Le Camp des Familles: The Nomads de Rivesaltes

By Ellen Turner Hall

Who were the nomads of Rivesaltes? Nomads  is used as a generic term to  refer to such diverse groups as the  French Manouches and Yenish of Alsace, the  Sinti  of Germany, Spanish and Catalan Gypsies,  the Travellers of the  central west and the Roma of central Europe. Over 1300 individuals from these groups were  confined at the  Camp of Rivesaltes between January 1941  and  November   1942.

 

Why? The question  was posed  by Friedel Bohny-Reiter,   who  has left us a photographic record of the  those imprisoned in the camp where she worked as a nurse.

The latest exhibition at the Rivesaltes Memorial  responds to that question in three ways. First, by  gathering scientific information  to document the who, the what, the where and the why.  Dispossessed, marginalised and persecuted by the  Nazi regime, the nomads were  submitted to pseudo-scientific tests  with the objective of proving their racial inferiority.

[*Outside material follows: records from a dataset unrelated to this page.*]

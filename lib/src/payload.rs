//! Request bodies for graph uploads: a bare TriG document for named-graph
//! replacement, multipart `add`/`remove` sections for everything else.

use crate::codec::RdfCodec;
use crate::consts::FORM_MULTIPART;
use crate::errors::{ConnectorError, Result};
use crate::model::{GraphUpdate, StoredGraph};
use oxigraph::model::{NamedNodeRef, TripleRef};

pub const ADD_PART: &str = "add";
pub const REMOVE_PART: &str = "remove";

/// Encoded body plus the `Content-Type` it must be sent with.
#[derive(Debug, Clone, PartialEq, Eq)]
pub struct EncodedPayload {
    pub content_type: String,
    pub body: Vec<u8>,
    /// Set for multipart bodies.
    pub boundary: Option<String>,
}

fn new_boundary() -> String {
    format!("----------{:032x}", rand::random::<u128>())
}

fn contains(haystack: &[u8], needle: &[u8]) -> bool {
    haystack.windows(needle.len()).any(|w| w == needle)
}

struct Part {
    name: &'static str,
    content_type: String,
    data: Vec<u8>,
}

fn multipart(parts: Vec<Part>) -> EncodedPayload {
    let boundary = loop {
        let candidate = new_boundary();
        if !parts
            .iter()
            .any(|p| contains(&p.data, candidate.as_bytes()))
        {
            break candidate;
        }
    };
    let mut body = Vec::new();
    for (i, part) in parts.iter().enumerate() {
        if i > 0 {
            body.extend_from_slice(b"\r\n");
        }
        body.extend_from_slice(
            format!(
                "--{boundary}\r\nContent-Disposition: form-data; name=\"{}\"\r\nContent-Type: {}\r\n\r\n",
                part.name, part.content_type
            )
            .as_bytes(),
        );
        body.extend_from_slice(&part.data);
    }
    body.extend_from_slice(format!("\r\n--{boundary}--\r\n").as_bytes());
    EncodedPayload {
        content_type: format!("{FORM_MULTIPART}; boundary={boundary}"),
        body,
        boundary: Some(boundary),
    }
}

pub struct PayloadEncoder<'a> {
    codec: &'a dyn RdfCodec,
}

impl<'a> PayloadEncoder<'a> {
    pub fn new(codec: &'a dyn RdfCodec) -> Self {
        PayloadEncoder { codec }
    }

    fn serialize(
        &self,
        graph_name: Option<NamedNodeRef<'_>>,
        triples: &mut dyn Iterator<Item = TripleRef<'_>>,
        context: &str,
    ) -> Result<Vec<u8>> {
        self.codec
            .encode_triples(graph_name, triples)
            .map_err(|e| ConnectorError::encode(context, e))
    }

    /// Whole-graph upload. A named graph becomes the entire body; the default graph
    /// is wrapped in a single multipart `add` section.
    pub fn whole_graph(&self, graph: &StoredGraph) -> Result<EncodedPayload> {
        let context = "saving a graph";
        let data = self.serialize(graph.name(), &mut graph.graph.iter(), context)?;
        if graph.name.is_some() {
            return Ok(EncodedPayload {
                content_type: self.codec.graph_media_type().to_string(),
                body: data,
                boundary: None,
            });
        }
        Ok(multipart(vec![Part {
            name: ADD_PART,
            content_type: self.codec.graph_media_type().to_string(),
            data,
        }]))
    }

    /// Incremental update: `add` then `remove`, both always present.
    pub fn update(&self, update: &GraphUpdate) -> Result<EncodedPayload> {
        let context = "updating a graph";
        let graph_name = update.graph.as_ref().map(|n| n.as_ref());
        let additions = self.serialize(
            graph_name,
            &mut update.additions.iter().map(|t| t.as_ref()),
            context,
        )?;
        let removals = self.serialize(
            graph_name,
            &mut update.removals.iter().map(|t| t.as_ref()),
            context,
        )?;
        Ok(multipart(vec![
            Part {
                name: ADD_PART,
                content_type: self.codec.graph_media_type().to_string(),
                data: additions,
            },
            Part {
                name: REMOVE_PART,
                content_type: self.codec.graph_media_type().to_string(),
                data: removals,
            },
        ]))
    }
}
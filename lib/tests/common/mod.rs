#![allow(dead_code)]

use anyhow::{anyhow, Result};
use blazegraph::{
    BlazegraphConnector, ConnectionConfig, HttpMethod, HttpResponse, PendingRequest, Transport,
};
use blazegraph::transport::ResponseCallback;
use oxigraph::model::{Graph, Literal, NamedNode, Triple};
use std::sync::atomic::{AtomicU64, Ordering};
use std::sync::{Arc, Mutex};

pub const BASE: &str = "http://localhost:9999/bigdata";

pub type Responder = Box<dyn Fn(&PendingRequest) -> Result<HttpResponse> + Send + Sync>;

/// What a request is, from the store's point of view.
#[derive(Debug, Clone, Copy, PartialEq, Eq)]
pub enum Kind {
    Begin,
    Commit,
    Abort,
    Data(HttpMethod),
}

pub fn kind(request: &PendingRequest) -> Kind {
    let path = request.relative_to(BASE);
    if path.starts_with("/tx?timestamp=-1") {
        Kind::Begin
    } else if path.starts_with("/tx/") && path.ends_with("?COMMIT") {
        Kind::Commit
    } else if path.starts_with("/tx/") && path.ends_with("?ABORT") {
        Kind::Abort
    } else {
        Kind::Data(request.method)
    }
}

pub fn ok(content_type: &str, body: &str) -> Result<HttpResponse> {
    Ok(HttpResponse {
        status: 200,
        content_type: Some(content_type.to_string()),
        body: body.as_bytes().to_vec(),
    })
}

pub fn status(code: u16, body: &str) -> Result<HttpResponse> {
    Ok(HttpResponse {
        status: code,
        content_type: Some("text/plain".to_string()),
        body: body.as_bytes().to_vec(),
    })
}

pub fn begin_response(id: &str) -> Result<HttpResponse> {
    ok(
        "application/xml",
        &format!(
            r#"<?xml version="1.0"?><response><tx txId="{id}" readsOnCommitTime="1" readOnly="false"/></response>"#
        ),
    )
}

/// In-memory store that hands out transaction ids `1`, `2`, ... and accepts
/// everything else. `data` answers non-transaction requests.
pub fn store_with(
    data: impl Fn(&PendingRequest) -> Result<HttpResponse> + Send + Sync + 'static,
) -> Responder {
    let next = AtomicU64::new(1);
    Box::new(move |request| match kind(request) {
        Kind::Begin => begin_response(&next.fetch_add(1, Ordering::SeqCst).to_string()),
        Kind::Commit | Kind::Abort => ok("application/xml", "<response/>"),
        Kind::Data(_) => data(request),
    })
}

pub fn accepting_store() -> Responder {
    store_with(|_| ok("text/plain", ""))
}

/// Records every request and answers through a [`Responder`]. Callback sends
/// complete on a fresh thread.
pub struct MockTransport {
    responder: Responder,
    requests: Mutex<Vec<PendingRequest>>,
}

impl MockTransport {
    pub fn new(responder: Responder) -> Arc<Self> {
        Arc::new(MockTransport {
            responder,
            requests: Mutex::new(Vec::new()),
        })
    }

    pub fn accepting() -> Arc<Self> {
        Self::new(accepting_store())
    }

    pub fn unreachable() -> Arc<Self> {
        Self::new(Box::new(|_| Err(anyhow!("connection refused"))))
    }

    fn handle(&self, request: PendingRequest) -> Result<HttpResponse> {
        let response = (self.responder)(&request);
        self.requests.lock().unwrap().push(request);
        response
    }

    pub fn requests(&self) -> Vec<PendingRequest> {
        self.requests.lock().unwrap().clone()
    }

    pub fn kinds(&self) -> Vec<Kind> {
        self.requests().iter().map(kind).collect()
    }

    pub fn data_requests(&self) -> Vec<PendingRequest> {
        self.requests()
            .into_iter()
            .filter(|r| matches!(kind(r), Kind::Data(_)))
            .collect()
    }
}

impl Transport for MockTransport {
    fn send(&self, request: PendingRequest) -> Result<HttpResponse> {
        self.handle(request)
    }

    fn send_async(&self, request: PendingRequest, done: ResponseCallback) {
        let response = self.handle(request);
        std::thread::spawn(move || done(response));
    }
}

pub fn connector(transport: &Arc<MockTransport>) -> BlazegraphConnector {
    let config = ConnectionConfig::new(BASE, "kb").unwrap();
    BlazegraphConnector::with_transport(config, transport.clone())
}

pub fn triple(subject: &str, predicate: &str, object: &str) -> Triple {
    Triple::new(
        NamedNode::new(subject).unwrap(),
        NamedNode::new(predicate).unwrap(),
        Literal::new_simple_literal(object),
    )
}

pub fn book_graph() -> Graph {
    let mut graph = Graph::new();
    graph.insert(&triple(
        "http://example/book1",
        "http://purl.org/dc/elements/1.1/title",
        "SPARQL Tutorial",
    ));
    graph
}

pub fn body_text(request: &PendingRequest) -> String {
    String::from_utf8(request.body.clone().unwrap_or_default()).unwrap()
}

Secondly, by  devoting a book  to individual   prisoners, each person’s story  serves as  an antidote to nameless, faceless statistics. (You can read about Elise Weiss from Alsace who escaped from the camp with her children, or Jean Sargera born in the camp in 1942 and photographed in his mother’s arm in the poster for the exhibition.)

The final response is  the work of three artists,  each interpreting their nomadic heritage  in a different way.  Marina Rosselle’s work  is the most poetic,  depicting  a world of fragility and tenderness – innocent grasses  grow from the suffering of the people buried under the earth.

Because theirs is an oral culture,  written records  are sparse.

Thanks to this exhibition, the nomads’ story is  finally being told.

Millions of immigrants to Europe  are  living  a similar fate today.

We will be judged as a society on how well we treat them.


Le Camp des Familles runs from 15 March  2024 to 14 Feb 2025.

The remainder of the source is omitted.